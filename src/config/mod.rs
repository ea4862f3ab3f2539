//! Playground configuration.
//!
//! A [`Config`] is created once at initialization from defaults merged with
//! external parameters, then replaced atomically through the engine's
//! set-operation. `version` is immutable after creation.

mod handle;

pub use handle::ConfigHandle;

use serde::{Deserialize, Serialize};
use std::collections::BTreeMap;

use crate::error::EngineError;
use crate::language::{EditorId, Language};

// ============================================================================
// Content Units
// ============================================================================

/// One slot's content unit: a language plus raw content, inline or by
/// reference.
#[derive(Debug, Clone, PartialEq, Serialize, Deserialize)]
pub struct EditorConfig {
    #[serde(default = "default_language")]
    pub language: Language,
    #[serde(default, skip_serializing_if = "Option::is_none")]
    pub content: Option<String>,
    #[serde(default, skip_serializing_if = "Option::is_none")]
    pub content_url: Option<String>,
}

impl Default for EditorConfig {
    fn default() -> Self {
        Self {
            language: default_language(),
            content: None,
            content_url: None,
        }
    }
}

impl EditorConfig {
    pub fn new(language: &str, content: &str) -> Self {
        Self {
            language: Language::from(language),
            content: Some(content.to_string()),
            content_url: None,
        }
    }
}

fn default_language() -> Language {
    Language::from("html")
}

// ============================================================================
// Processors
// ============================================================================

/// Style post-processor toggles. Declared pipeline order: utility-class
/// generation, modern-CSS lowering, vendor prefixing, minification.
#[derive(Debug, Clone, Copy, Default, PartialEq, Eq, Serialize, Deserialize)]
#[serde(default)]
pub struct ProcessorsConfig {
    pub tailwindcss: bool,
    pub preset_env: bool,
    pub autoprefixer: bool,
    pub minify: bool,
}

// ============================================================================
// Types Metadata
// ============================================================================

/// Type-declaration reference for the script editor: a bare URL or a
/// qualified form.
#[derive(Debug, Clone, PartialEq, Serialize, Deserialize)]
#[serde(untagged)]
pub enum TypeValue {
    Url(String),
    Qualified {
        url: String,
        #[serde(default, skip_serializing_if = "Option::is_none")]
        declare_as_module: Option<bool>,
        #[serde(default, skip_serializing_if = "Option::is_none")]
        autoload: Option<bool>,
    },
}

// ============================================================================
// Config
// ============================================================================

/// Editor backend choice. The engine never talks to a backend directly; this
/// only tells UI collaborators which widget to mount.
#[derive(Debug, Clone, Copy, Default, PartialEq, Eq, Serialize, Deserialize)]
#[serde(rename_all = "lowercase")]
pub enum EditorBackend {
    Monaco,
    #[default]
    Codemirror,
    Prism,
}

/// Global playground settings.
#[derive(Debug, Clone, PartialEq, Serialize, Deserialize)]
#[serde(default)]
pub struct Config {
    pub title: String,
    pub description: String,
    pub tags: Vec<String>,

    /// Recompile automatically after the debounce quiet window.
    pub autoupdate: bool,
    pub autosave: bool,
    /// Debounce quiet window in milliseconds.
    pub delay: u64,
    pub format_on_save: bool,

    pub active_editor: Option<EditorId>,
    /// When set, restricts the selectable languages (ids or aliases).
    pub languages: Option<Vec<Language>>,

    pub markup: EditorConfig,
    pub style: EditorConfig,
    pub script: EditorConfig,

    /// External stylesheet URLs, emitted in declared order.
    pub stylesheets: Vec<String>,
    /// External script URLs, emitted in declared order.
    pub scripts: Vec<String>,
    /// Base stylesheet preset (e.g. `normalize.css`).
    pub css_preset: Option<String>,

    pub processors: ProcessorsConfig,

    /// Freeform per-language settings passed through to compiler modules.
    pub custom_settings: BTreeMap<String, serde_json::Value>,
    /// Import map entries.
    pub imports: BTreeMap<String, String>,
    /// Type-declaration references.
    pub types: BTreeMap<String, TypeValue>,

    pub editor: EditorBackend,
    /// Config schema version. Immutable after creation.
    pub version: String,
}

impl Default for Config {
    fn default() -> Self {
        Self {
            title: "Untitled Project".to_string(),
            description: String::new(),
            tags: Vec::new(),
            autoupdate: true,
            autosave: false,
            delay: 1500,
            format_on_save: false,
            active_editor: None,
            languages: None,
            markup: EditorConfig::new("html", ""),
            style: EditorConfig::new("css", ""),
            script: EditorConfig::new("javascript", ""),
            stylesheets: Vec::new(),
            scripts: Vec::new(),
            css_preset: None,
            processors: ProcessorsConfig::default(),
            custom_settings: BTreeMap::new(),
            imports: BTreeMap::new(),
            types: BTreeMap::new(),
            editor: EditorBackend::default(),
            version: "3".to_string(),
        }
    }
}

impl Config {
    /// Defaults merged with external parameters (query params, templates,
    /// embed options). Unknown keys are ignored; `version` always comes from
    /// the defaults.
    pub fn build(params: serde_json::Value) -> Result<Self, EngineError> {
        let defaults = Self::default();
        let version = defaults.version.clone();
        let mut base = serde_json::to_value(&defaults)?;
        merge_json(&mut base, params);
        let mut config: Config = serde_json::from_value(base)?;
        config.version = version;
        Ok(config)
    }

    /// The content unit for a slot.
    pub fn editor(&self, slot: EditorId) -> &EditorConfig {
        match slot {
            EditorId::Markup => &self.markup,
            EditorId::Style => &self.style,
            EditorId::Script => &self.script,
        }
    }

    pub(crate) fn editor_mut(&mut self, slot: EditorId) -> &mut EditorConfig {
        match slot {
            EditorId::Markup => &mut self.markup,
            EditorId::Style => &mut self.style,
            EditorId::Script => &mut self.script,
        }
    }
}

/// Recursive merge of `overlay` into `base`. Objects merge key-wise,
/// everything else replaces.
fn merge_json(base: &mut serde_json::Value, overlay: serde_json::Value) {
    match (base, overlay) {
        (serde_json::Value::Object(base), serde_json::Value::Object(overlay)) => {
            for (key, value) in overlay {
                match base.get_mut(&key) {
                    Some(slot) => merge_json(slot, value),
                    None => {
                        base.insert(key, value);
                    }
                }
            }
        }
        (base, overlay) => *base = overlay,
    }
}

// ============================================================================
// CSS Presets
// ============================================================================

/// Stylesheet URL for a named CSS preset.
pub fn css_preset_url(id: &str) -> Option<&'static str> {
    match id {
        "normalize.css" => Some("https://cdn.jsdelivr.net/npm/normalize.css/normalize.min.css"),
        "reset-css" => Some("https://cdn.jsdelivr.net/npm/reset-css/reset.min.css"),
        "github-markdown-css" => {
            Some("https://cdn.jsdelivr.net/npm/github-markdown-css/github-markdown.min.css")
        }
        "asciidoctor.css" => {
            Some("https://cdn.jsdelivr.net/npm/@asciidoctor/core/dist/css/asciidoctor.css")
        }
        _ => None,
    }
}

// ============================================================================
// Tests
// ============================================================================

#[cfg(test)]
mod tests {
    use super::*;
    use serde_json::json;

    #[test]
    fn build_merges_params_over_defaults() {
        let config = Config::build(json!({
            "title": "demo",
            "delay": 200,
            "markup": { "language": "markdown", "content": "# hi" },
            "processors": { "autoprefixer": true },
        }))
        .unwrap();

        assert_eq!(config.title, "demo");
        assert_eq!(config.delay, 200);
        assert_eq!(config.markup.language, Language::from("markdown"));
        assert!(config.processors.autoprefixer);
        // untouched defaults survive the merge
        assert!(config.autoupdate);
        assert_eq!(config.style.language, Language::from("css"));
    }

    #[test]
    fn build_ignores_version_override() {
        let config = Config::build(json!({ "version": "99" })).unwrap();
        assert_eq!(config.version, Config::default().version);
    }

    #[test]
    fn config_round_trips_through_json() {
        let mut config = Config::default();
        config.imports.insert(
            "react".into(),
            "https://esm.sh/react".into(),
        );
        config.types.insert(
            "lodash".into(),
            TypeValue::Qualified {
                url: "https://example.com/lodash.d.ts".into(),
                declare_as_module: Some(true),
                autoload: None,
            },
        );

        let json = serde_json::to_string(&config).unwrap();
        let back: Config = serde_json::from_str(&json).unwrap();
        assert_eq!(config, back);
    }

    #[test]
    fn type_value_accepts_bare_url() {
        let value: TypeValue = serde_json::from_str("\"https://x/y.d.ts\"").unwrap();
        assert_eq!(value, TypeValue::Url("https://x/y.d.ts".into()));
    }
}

*Problem*: Transcribe the material exactly, stopping after the "use std::collections::BTreeMap;" line.

*Solution to the problem*:
filename src/config/mod.rs
repository ea4862f3ab3f2539
//! Playground configuration.
//!
//! A [`Config`] is created once at initialization from defaults merged with
//! external parameters, then replaced atomically through the engine's
//! set-operation. `version` is immutable after creation.

mod handle;

pub use handle::ConfigHandle;

use serde::{Deserialize, Serialize};
use std::collections::BTreeMap;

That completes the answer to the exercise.